After the airport is light years more crucial than those few minutes in the airport. 

While we truly appreciated the support shown at the airport, I felt completely misunderstood and alienated in the following weeks. While I wanted nothing more than to cocoon in our home and focus on attachment and bonding, circumstances outside of my control dictated otherwise. I felt forced to go out in public, when it was least desirable to do so. Well-meaning people would say things like, "This is so precious." or "You just fit together so beautifully."or "Look at how happy she is with you!" It took every bit of fortitude I could muster to plaster on a fake smile and say "Thank you". No meal deliveries had been set up. Two friends independently brought us enough food to last a few meals and one young woman did some grocery shopping for us. They are all lucky I didn't turn into a sobbing puddle of gratefulness. Our phone remained silent. No one asked how they could help or how they could pray for us. 


I won't belabor this point, but I want to make it crystal clear that Post Adoption Depression is real and very sticky. Sticky because it is a big question mark to those outside the adoption community. Everyone understands Postpartum Depression. We identitfy the hormonal changes as the major culprit. Considering the lack of hormonal changes taking place in an adoption, struggling newly adoptive parents just seem mental and needy. There's a sense that others are thinking, "You made your bed. Now lie in it." You chose this path. Ouch.

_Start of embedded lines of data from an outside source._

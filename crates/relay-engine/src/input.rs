//! Convert host messages into the engine's message format.

use std::collections::HashSet;

use serde::{Deserialize, Serialize};
use serde_json::{Value, json};

use relay_core::error::{RelayError, Result};

/// A message as the host application represents it.
#[derive(Debug, Clone, Serialize, Deserialize)]
#[serde(tag = "type", rename_all = "snake_case")]
pub enum HostMessage {
    Text {
        id: String,
        role: String,
        content: String,
    },
    ActionExecution {
        id: String,
        name: String,
        /// JSON object, or a string holding serialized JSON.
        #[serde(default)]
        arguments: Value,
        #[serde(default, skip_serializing_if = "Option::is_none")]
        parent_message_id: Option<String>,
    },
    Result {
        id: String,
        action_execution_id: String,
        action_name: String,
        result: String,
    },
}

/// Convert host messages to engine messages.
///
/// Action executions sharing a parent with the preceding assistant message
/// are folded into that message's `tool_calls`.
pub fn convert_messages(messages: &[HostMessage]) -> Result<Vec<Value>> {
    let mut out: Vec<Value> = Vec::with_capacity(messages.len());
    let mut known_calls: HashSet<&str> = HashSet::new();

    for message in messages {
        match message {
            HostMessage::Text { id, role, content } => {
                let kind = match role.as_str() {
                    "user" => "human",
                    "assistant" => "ai",
                    "system" => "system",
                    other => {
                        return Err(RelayError::InputConversion(format!(
                            "message {id} has unsupported role '{other}'"
                        )));
                    }
                };
                out.push(json!({ "id": id, "type": kind, "content": content }));
            }
            HostMessage::ActionExecution {
                id,
                name,
                arguments,
                parent_message_id,
            } => {
                let tool_call = json!({
                    "id": id,
                    "name": name,
                    "args": parse_arguments(id, arguments)?,
                });
                known_calls.insert(id.as_str());

                let parent = parent_message_id.as_deref().unwrap_or(id);
                let folds = out
                    .last()
                    .is_some_and(|last| last["type"] == "ai" && last["id"] == parent);
                match out.last_mut() {
                    Some(last) if folds => append_tool_call(last, tool_call),
                    _ => out.push(json!({
                        "id": parent,
                        "type": "ai",
                        "content": "",
                        "tool_calls": [tool_call],
                    })),
                }
            }
            HostMessage::Result {
                id,
                action_execution_id,
                action_name,
                result,
            } => {
                if !known_calls.contains(action_execution_id.as_str()) {
                    return Err(RelayError::InputConversion(format!(
                        "result {id} refers to unknown action execution {action_execution_id}"
                    )));
                }
                out.push(json!({
                    "id": id,
                    "type": "tool",
                    "content": result,
                    "tool_call_id": action_execution_id,
                    "name": action_name,
                }));
            }
        }
    }

    Ok(out)
}

fn parse_arguments(id: &str, arguments: &Value) -> Result<Value> {
    match arguments {
        Value::Null => Ok(json!({})),
        Value::String(s) if s.trim().is_empty() => Ok(json!({})),
        Value::String(s) => serde_json::from_str(s).map_err(|e| {
            RelayError::InputConversion(format!("action execution {id} has invalid arguments: {e}"))
        }),
        other => Ok(other.clone()),
    }
}

fn append_tool_call(message: &mut Value, tool_call: Value) {
    match message.get_mut("tool_calls").and_then(Value::as_array_mut) {
        Some(calls) => calls.push(tool_call),
        None => message["tool_calls"] = json!([tool_call]),
    }
}

#[cfg(test)]
mod tests {
    use super::*;

    fn text(id: &str, role: &str, content: &str) -> HostMessage {
        HostMessage::Text {
            id: id.into(),
            role: role.into(),
            content: content.into(),
        }
    }

    #[test]
    fn test_text_roles() {
        let out = convert_messages(&[
            text("1", "system", "be brief"),
            text("2", "user", "hi"),
            text("3", "assistant", "hello"),
        ])
        .unwrap();
        assert_eq!(out.len(), 3);
        assert_eq!(out[0]["type"], "system");
        assert_eq!(out[1]["type"], "human");
        assert_eq!(out[2]["type"], "ai");
        assert_eq!(out[2]["content"], "hello");
    }

    #[test]
    fn test_unsupported_role() {
        let err = convert_messages(&[text("1", "narrator", "once upon")]).unwrap_err();
        assert!(matches!(err, RelayError::InputConversion(_)));
    }

    #[test]
    fn test_actions_fold_into_parent_message() {
        let out = convert_messages(&[
            text("m1", "assistant", "let me look"),
            HostMessage::ActionExecution {
                id: "call_1".into(),
                name: "search".into(),
                arguments: json!("{\"query\":\"cats\"}"),
                parent_message_id: Some("m1".into()),
            },
            HostMessage::ActionExecution {
                id: "call_2".into(),
                name: "weather".into(),
                arguments: json!({"city": "Paris"}),
                parent_message_id: Some("m1".into()),
            },
            HostMessage::Result {
                id: "r1".into(),
                action_execution_id: "call_1".into(),
                action_name: "search".into(),
                result: "3 cats".into(),
            },
        ])
        .unwrap();

        assert_eq!(out.len(), 2);
        let calls = out[0]["tool_calls"].as_array().unwrap();
        assert_eq!(calls.len(), 2);
        assert_eq!(calls[0]["args"]["query"], "cats");
        assert_eq!(calls[1]["args"]["city"], "Paris");
        assert_eq!(out[1]["type"], "tool");
        assert_eq!(out[1]["tool_call_id"], "call_1");
    }

    #[test]
    fn test_orphan_action_gets_own_message() {
        let out = convert_messages(&[HostMessage::ActionExecution {
            id: "call_9".into(),
            name: "noop".into(),
            arguments: Value::Null,
            parent_message_id: None,
        }])
        .unwrap();
        assert_eq!(out[0]["id"], "call_9");
        assert_eq!(out[0]["tool_calls"][0]["args"], json!({}));
    }

    #[test]
    fn test_invalid_arguments_and_unknown_result() {
        let err = convert_messages(&[HostMessage::ActionExecution {
            id: "call_1".into(),
            name: "search".into(),
            arguments: json!("{not json"),
            parent_message_id: None,
        }])
        .unwrap_err();
        assert!(err.to_string().contains("invalid arguments"));

        let err = convert_messages(&[HostMessage::Result {
            id: "r1".into(),
            action_execution_id: "missing".into(),
            action_name: "search".into(),
            result: "x".into(),
        }])
        .unwrap_err();
        assert!(err.to_string().contains("unknown action execution"));
    }

    #[test]
    fn test_deserialize_host_messages() {
        let messages: Vec<HostMessage> = serde_json::from_value(json!([
            {"type": "text", "id": "1", "role": "user", "content": "hi"},
            {"type": "action_execution", "id": "c1", "name": "search", "arguments": {"q": 1}},
            {
                "type": "result",
                "id": "r1",
                "action_execution_id": "c1",
                "action_name": "search",
                "result": "ok"
            }
        ]))
        .unwrap();
        assert_eq!(messages.len(), 3);
        let input = crate::EngineInput::from_messages(&messages).unwrap();
        assert_eq!(input.messages.len(), 3);
    }
}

So here's what I have to say to families who are waiting to bring home an adopted child (or children):


1. Rest in the Lord's timing. I know it's agonizing, but savor this season and use it prepare your heart for the tough months to follow. Saturate yourself with God's word.


2. Devise your "after the airport" plan, and stick to your guns. You will not be popular. You can always relax the plan as you reevaluate. Yes. You will miss out on things. Events will come and go on your calendar. So be it.

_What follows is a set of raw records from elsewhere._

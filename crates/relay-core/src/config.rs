//! Configuration loading and validation.

use std::path::{Path, PathBuf};

use serde::{Deserialize, Serialize};
use tracing::debug;

/// Top-level relay configuration.
#[derive(Debug, Clone, Default, Serialize, Deserialize)]
pub struct RelayConfig {
    #[serde(skip_serializing_if = "Option::is_none")]
    pub engine: Option<EngineConfig>,

    #[serde(skip_serializing_if = "Option::is_none")]
    pub stream: Option<StreamConfig>,

    #[serde(skip_serializing_if = "Option::is_none")]
    pub logging: Option<LoggingConfig>,
}

/// Remote execution engine endpoint.
#[derive(Debug, Clone, Default, Serialize, Deserialize)]
pub struct EngineConfig {
    /// URL that accepts the engine input and answers with an SSE event stream.
    #[serde(skip_serializing_if = "Option::is_none")]
    pub url: Option<String>,
    #[serde(skip_serializing_if = "Option::is_none")]
    pub api_key: Option<String>,
    #[serde(skip_serializing_if = "Option::is_none")]
    pub api_key_env: Option<String>,
    /// Graph/assistant to run, forwarded with the input.
    #[serde(skip_serializing_if = "Option::is_none")]
    pub assistant_id: Option<String>,
}

impl EngineConfig {
    /// Resolve the API key: check `api_key` field first, then `api_key_env` environment variable.
    pub fn resolve_api_key(&self) -> Option<String> {
        resolve_secret_field(&self.api_key, &self.api_key_env)
    }
}

/// Event discriminants and emission defaults for the normalizer.
#[derive(Debug, Clone, Serialize, Deserialize)]
pub struct StreamConfig {
    #[serde(default = "default_token_event")]
    pub token_event: String,

    #[serde(default = "default_generation_end_event")]
    pub generation_end_event: String,

    #[serde(default = "default_node_entry_event")]
    pub node_entry_event: String,

    /// Engine bookkeeping nodes that never count as the current node.
    #[serde(default = "default_reserved_nodes")]
    pub reserved_nodes: Vec<String>,

    #[serde(default = "default_true")]
    pub emit_messages: bool,

    #[serde(default = "default_true")]
    pub emit_tool_calls: bool,
}

impl Default for StreamConfig {
    fn default() -> Self {
        Self {
            token_event: default_token_event(),
            generation_end_event: default_generation_end_event(),
            node_entry_event: default_node_entry_event(),
            reserved_nodes: default_reserved_nodes(),
            emit_messages: true,
            emit_tool_calls: true,
        }
    }
}

fn default_token_event() -> String {
    "on_chat_model_stream".into()
}

fn default_generation_end_event() -> String {
    "on_chat_model_end".into()
}

fn default_node_entry_event() -> String {
    "on_chain_start".into()
}

fn default_reserved_nodes() -> Vec<String> {
    vec!["__start__".into(), "__end__".into()]
}

fn default_true() -> bool {
    true
}

#[derive(Debug, Clone, Serialize, Deserialize)]
pub struct LoggingConfig {
    /// Log format: "plain" (default) or "json".
    #[serde(default = "default_log_format")]
    pub format: String,

    /// Log level override (trace/debug/info/warn/error).
    #[serde(skip_serializing_if = "Option::is_none")]
    pub level: Option<String>,

    /// Per-crate log level overrides (e.g. "relay_stream=debug").
    #[serde(default)]
    pub filters: Vec<String>,

    /// Output target: "stderr" (default) or "stdout".
    #[serde(default = "default_log_output")]
    pub output: String,
}

impl Default for LoggingConfig {
    fn default() -> Self {
        Self {
            format: default_log_format(),
            level: None,
            filters: Vec::new(),
            output: default_log_output(),
        }
    }
}

fn default_log_format() -> String {
    "plain".into()
}

fn default_log_output() -> String {
    "stderr".into()
}

/// Resolve a secret: check the direct value first, then the env-var reference.
pub fn resolve_secret_field(direct: &Option<String>, env_var: &Option<String>) -> Option<String> {
    if let Some(val) = direct {
        if !val.is_empty() {
            return Some(val.clone());
        }
    }
    if let Some(env) = env_var {
        if let Ok(val) = std::env::var(env) {
            if !val.is_empty() {
                return Some(val);
            }
        }
    }
    None
}

/// Substitute `${ENV_VAR}` patterns in a string with their environment variable values.
fn substitute_env_vars(input: &str) -> crate::error::Result<String> {
    let re = regex::Regex::new(r"\$\{([^}]+)\}")
        .map_err(|e| crate::error::RelayError::Config(e.to_string()))?;
    Ok(re
        .replace_all(input, |caps: &regex::Captures| {
            std::env::var(&caps[1]).unwrap_or_default()
        })
        .into_owned())
}

impl RelayConfig {
    /// Load config from a JSON5 file, substituting `${ENV_VAR}` references.
    pub fn load(path: &Path) -> crate::error::Result<Self> {
        if !path.exists() {
            debug!(path = %path.display(), "No config file, using defaults");
            return Ok(Self::default());
        }

        let raw = std::fs::read_to_string(path).map_err(crate::error::RelayError::Io)?;

        // Substitute ${ENV_VAR} references before parsing
        let substituted = substitute_env_vars(&raw)?;

        let config: RelayConfig = json5::from_str(&substituted)
            .map_err(|e| crate::error::RelayError::Config(e.to_string()))?;

        debug!(path = %path.display(), "Loaded config");
        Ok(config)
    }

    /// Default config file path.
    pub fn config_path() -> PathBuf {
        data_dir().join("config.json")
    }

    /// Stream settings, falling back to defaults.
    pub fn stream(&self) -> StreamConfig {
        self.stream.clone().unwrap_or_default()
    }

    /// Engine URL, if configured.
    pub fn engine_url(&self) -> Option<&str> {
        self.engine
            .as_ref()
            .and_then(|e| e.url.as_deref())
            .filter(|u| !u.is_empty())
    }

    /// Validate config, returning (warnings, errors).
    ///
    /// `needs_engine` is set for commands that talk to a live engine; only
    /// those are warned about a missing engine URL.
    pub fn validate(&self, needs_engine: bool) -> (Vec<String>, Vec<String>) {
        let mut warnings = Vec::new();
        let mut errors = Vec::new();

        if needs_engine && self.engine_url().is_none() {
            warnings.push("No engine url configured; only replay is available".to_string());
        }

        if let Some(stream) = &self.stream {
            for (field, value) in [
                ("token_event", &stream.token_event),
                ("generation_end_event", &stream.generation_end_event),
                ("node_entry_event", &stream.node_entry_event),
            ] {
                if value.trim().is_empty() {
                    errors.push(format!("stream.{field} cannot be empty"));
                }
            }
        }

        if let Some(logging) = &self.logging {
            if logging.format != "plain" && logging.format != "json" {
                errors.push(format!("Unknown logging format: {}", logging.format));
            }
        }

        (warnings, errors)
    }
}

/// Base directory for relay data: `~/.relay/`
pub fn data_dir() -> PathBuf {
    dirs::home_dir()
        .unwrap_or_else(|| PathBuf::from("."))
        .join(".relay")
}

3. Set up a strong support system. Do not be shy about telling people ahead of time what you will need. Encourage close friends, family and pastors to educate themselves on the unique challenges adoptive families face. There are excellent resources available that you can pass along to your support network. Get to know adoptive families. Most of us are more than willing to answer your questions and address your concerns with transparency. Ask someone to be in charge of setting up meals. It doesn't matter whether you are bringing home a baby or a fourteen year-old, you will appreciate this gesture!  


4. Lastly (and unfortunately), be prepared for criticism. A lot of people don't understand the delicate thread holding your family together right now. In our case, most people didn't seem to understand that a one year-old is not a "blank slate".** It didn't compute that she couldn't be held by everyone or go in the church nursery. Again, stick to your guns. It'll be worth it in the long run.


To friends and family of a future adoptive couple:

Don't wait until the airport to declare your support. Walk the long journey with them. Let them know ahead of time that you want to help them during the tough first months. Respect the boundaries they lay out. Call them to ask what they need. Don't wait for them to call you. Remember that they won't always be this needy-it's only a season. Let them vent and say demented things without passing judgement on them.

One of the best conversations I had during the rocky first weeks was with a friend who caught me at a vulnerable moment. I confessed my attitude and admitted to sounding like a deranged woman. Her response was heaven-sent. She told me nothing I could have said would have sounded crazy. I clung to that small measure of acceptance. Every adoptive family needs that caliber friend.


Adoptive families, what did I miss?


Striving for Transparency,

Cynthia






*I know this doesn't fit nicely into adoption reality tv shows. POP! Now that your bubble is burst, we can continue.

**More on this later. Consider it a cliffhanger.